- Problem requirements: Please copy every line of the data in which the string "Publisher" appears.
START Records to process
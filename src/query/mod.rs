//! Query interpretation: language detection, topic inference and ranked structured specs.

mod interpret;
mod lang;
mod lexicon;

pub use interpret::interpret;
pub use lang::{Language, ResponseLanguage};

use std::collections::BTreeMap;

use schemars::JsonSchema;
use serde::{Deserialize, Serialize};

use crate::error::{NliError, Result};

/// Fields the search endpoint accepts inside its `query` clause list,
/// plus the item language which travels as its own parameter.
#[derive(
    Serialize, Deserialize, JsonSchema, Clone, Copy, Debug, PartialEq, Eq, PartialOrd, Ord, Hash,
)]
pub enum Field {
    #[serde(rename = "title")]
    Title,
    #[serde(rename = "creator")]
    Creator,
    #[serde(rename = "subject")]
    Subject,
    #[serde(rename = "desc")]
    Desc,
    #[serde(rename = "any")]
    Any,
    /// Start of the date range, `YYYYMMDD`.
    #[serde(rename = "dr_s")]
    DateStart,
    /// End of the date range, `YYYYMMDD`.
    #[serde(rename = "dr_e")]
    DateEnd,
    /// Item language (archive language code, e.g. `heb`).
    #[serde(rename = "lang")]
    Language,
}

impl Field {
    pub fn name(self) -> &'static str {
        match self {
            Field::Title => "title",
            Field::Creator => "creator",
            Field::Subject => "subject",
            Field::Desc => "desc",
            Field::Any => "any",
            Field::DateStart => "dr_s",
            Field::DateEnd => "dr_e",
            Field::Language => "lang",
        }
    }

    /// Match precision used in the `field,operator,value` clause.
    pub fn operator(self) -> &'static str {
        match self {
            Field::DateStart | Field::DateEnd => "exact",
            _ => "contains",
        }
    }

    /// Whether the field is expressed as a `query` clause rather than a parameter.
    pub fn is_clause(self) -> bool {
        !matches!(self, Field::Language)
    }
}

/// Filter parameters of the search endpoint.
#[derive(
    Serialize, Deserialize, JsonSchema, Clone, Copy, Debug, PartialEq, Eq, PartialOrd, Ord, Hash,
)]
#[serde(rename_all = "camelCase")]
pub enum Filter {
    MaterialType,
    AvailabilityType,
    Collection,
    Publisher,
    Contributor,
    PublicationYearFrom,
    PublicationYearTo,
    Isbn,
    Issn,
    DateFrom,
    DateTo,
    SortField,
    SortOrder,
}

impl Filter {
    const ALL: [Filter; 13] = [
        Filter::MaterialType,
        Filter::AvailabilityType,
        Filter::Collection,
        Filter::Publisher,
        Filter::Contributor,
        Filter::PublicationYearFrom,
        Filter::PublicationYearTo,
        Filter::Isbn,
        Filter::Issn,
        Filter::DateFrom,
        Filter::DateTo,
        Filter::SortField,
        Filter::SortOrder,
    ];

    /// Name of the query-string parameter on the search endpoint.
    pub fn param_name(self) -> &'static str {
        match self {
            Filter::MaterialType => "material_type",
            Filter::AvailabilityType => "availability_type",
            Filter::Collection => "collection",
            Filter::Publisher => "publisher",
            Filter::Contributor => "contributor",
            Filter::PublicationYearFrom => "publication_year_from",
            Filter::PublicationYearTo => "publication_year_to",
            Filter::Isbn => "isbn",
            Filter::Issn => "issn",
            Filter::DateFrom => "start_date",
            Filter::DateTo => "end_date",
            Filter::SortField => "sortField",
            Filter::SortOrder => "sort_order",
        }
    }

    fn schema_name(self) -> &'static str {
        match self {
            Filter::MaterialType => "materialType",
            Filter::AvailabilityType => "availabilityType",
            Filter::Collection => "collection",
            Filter::Publisher => "publisher",
            Filter::Contributor => "contributor",
            Filter::PublicationYearFrom => "publicationYearFrom",
            Filter::PublicationYearTo => "publicationYearTo",
            Filter::Isbn => "isbn",
            Filter::Issn => "issn",
            Filter::DateFrom => "dateFrom",
            Filter::DateTo => "dateTo",
            Filter::SortField => "sortField",
            Filter::SortOrder => "sortOrder",
        }
    }

    /// Accepts either the endpoint parameter name or the camelCase tool name.
    pub fn from_param_name(name: &str) -> Option<Self> {
        Self::ALL
            .into_iter()
            .find(|f| f.param_name() == name || f.schema_name() == name)
    }
}

/// Why a candidate spec was generated. Candidates are ranked, not merged.
#[derive(Serialize, Deserialize, JsonSchema, Clone, Copy, Debug, Default, PartialEq, Eq)]
#[serde(rename_all = "snake_case")]
pub enum Variant {
    #[default]
    Primary,
    AlternateMaterial,
    PersonAsSubject,
    FreeText,
}

/// Facet counts requested alongside a search.
#[derive(Serialize, Deserialize, JsonSchema, Clone, Debug, Default, PartialEq, Eq)]
pub struct FacetRequest {
    /// Fields to count values of, e.g. `["materialType", "language"]`
    pub fields: Vec<String>,
    /// Maximum values per facet field
    #[serde(default, skip_serializing_if = "Option::is_none")]
    pub limit: Option<u32>,
    #[serde(default, skip_serializing_if = "Option::is_none")]
    pub offset: Option<u32>,
    /// `count` or `index`
    #[serde(default, skip_serializing_if = "Option::is_none")]
    pub sort: Option<String>,
}

/// A parameter set the archive's search endpoint accepts.
#[derive(Serialize, Deserialize, JsonSchema, Clone, Debug, Default, PartialEq, Eq)]
pub struct StructuredQuerySpec {
    /// Fielded terms, e.g. `{"creator": "חיים נחמן ביאליק", "lang": "heb"}`
    #[serde(default, skip_serializing_if = "BTreeMap::is_empty")]
    pub fielded_terms: BTreeMap<Field, String>,
    /// Filters, e.g. `{"materialType": "manuscripts"}`
    #[serde(default, skip_serializing_if = "BTreeMap::is_empty")]
    pub filters: BTreeMap<Filter, String>,
    /// Free text searched across all fields when nothing more specific is known
    #[serde(default, skip_serializing_if = "Option::is_none")]
    pub free_text_fallback: Option<String>,
    /// Explicit cap on the number of results the user asked for
    #[serde(default, skip_serializing_if = "Option::is_none")]
    pub limit: Option<u32>,
    /// Facet counts to return with the page
    #[serde(default, skip_serializing_if = "Option::is_none")]
    pub facets: Option<FacetRequest>,
    /// Record fields to return; empty returns every field. The record identifier is always kept.
    #[serde(default, skip_serializing_if = "Vec::is_empty")]
    pub fields: Vec<String>,
    #[serde(default)]
    pub variant: Variant,
}

impl StructuredQuerySpec {
    pub fn free_text(text: impl Into<String>) -> Self {
        Self {
            free_text_fallback: Some(text.into()),
            variant: Variant::FreeText,
            ..Default::default()
        }
    }

    pub fn with_term(mut self, field: Field, value: impl Into<String>) -> Self {
        self.fielded_terms.insert(field, value.into());
        self
    }

    pub fn with_filter(mut self, filter: Filter, value: impl Into<String>) -> Self {
        self.filters.insert(filter, value.into());
        self
    }

    /// Whether the spec produces a non-empty `query` clause list.
    pub fn has_query(&self) -> bool {
        self.fielded_terms
            .iter()
            .any(|(f, v)| f.is_clause() && !v.trim().is_empty())
            || self
                .free_text_fallback
                .as_deref()
                .is_some_and(|t| !t.trim().is_empty())
    }

    /// Rejects specs that would send an empty query to the archive.
    pub fn validate(&self) -> Result<()> {
        if !self.has_query() {
            return Err(NliError::QueryRejected(
                "spec needs at least one fielded term or free text".into(),
            ));
        }
        if let Some(field) = self
            .fielded_terms
            .iter()
            .find(|(_, v)| v.trim().is_empty())
            .map(|(f, _)| f)
        {
            return Err(NliError::QueryRejected(format!(
                "empty value for field '{}'",
                field.name()
            )));
        }
        if self.limit == Some(0) {
            return Err(NliError::QueryRejected("limit must be positive".into()));
        }
        if let Some(facets) = &self.facets
            && facets.fields.iter().all(|f| f.trim().is_empty())
        {
            return Err(NliError::QueryRejected(
                "facet request needs at least one field".into(),
            ));
        }
        Ok(())
    }

    /// Same search, ignoring the variant tag.
    pub(crate) fn same_search(&self, other: &Self) -> bool {
        self.fielded_terms == other.fielded_terms
            && self.filters == other.filters
            && self.free_text_fallback == other.free_text_fallback
    }
}

/// An interpreted request. Immutable once built.
#[derive(Serialize, Deserialize, Clone, Debug)]
pub struct Query {
    pub raw_text: String,
    pub language: ResponseLanguage,
    pub inferred_topics: Vec<String>,
    pub candidate_specs: Vec<StructuredQuerySpec>,
}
END Records to process
- Output of the task:
    Publisher,
        Filter::Publisher,
            Filter::Publisher => "publisher",
            Filter::Publisher => "publisher",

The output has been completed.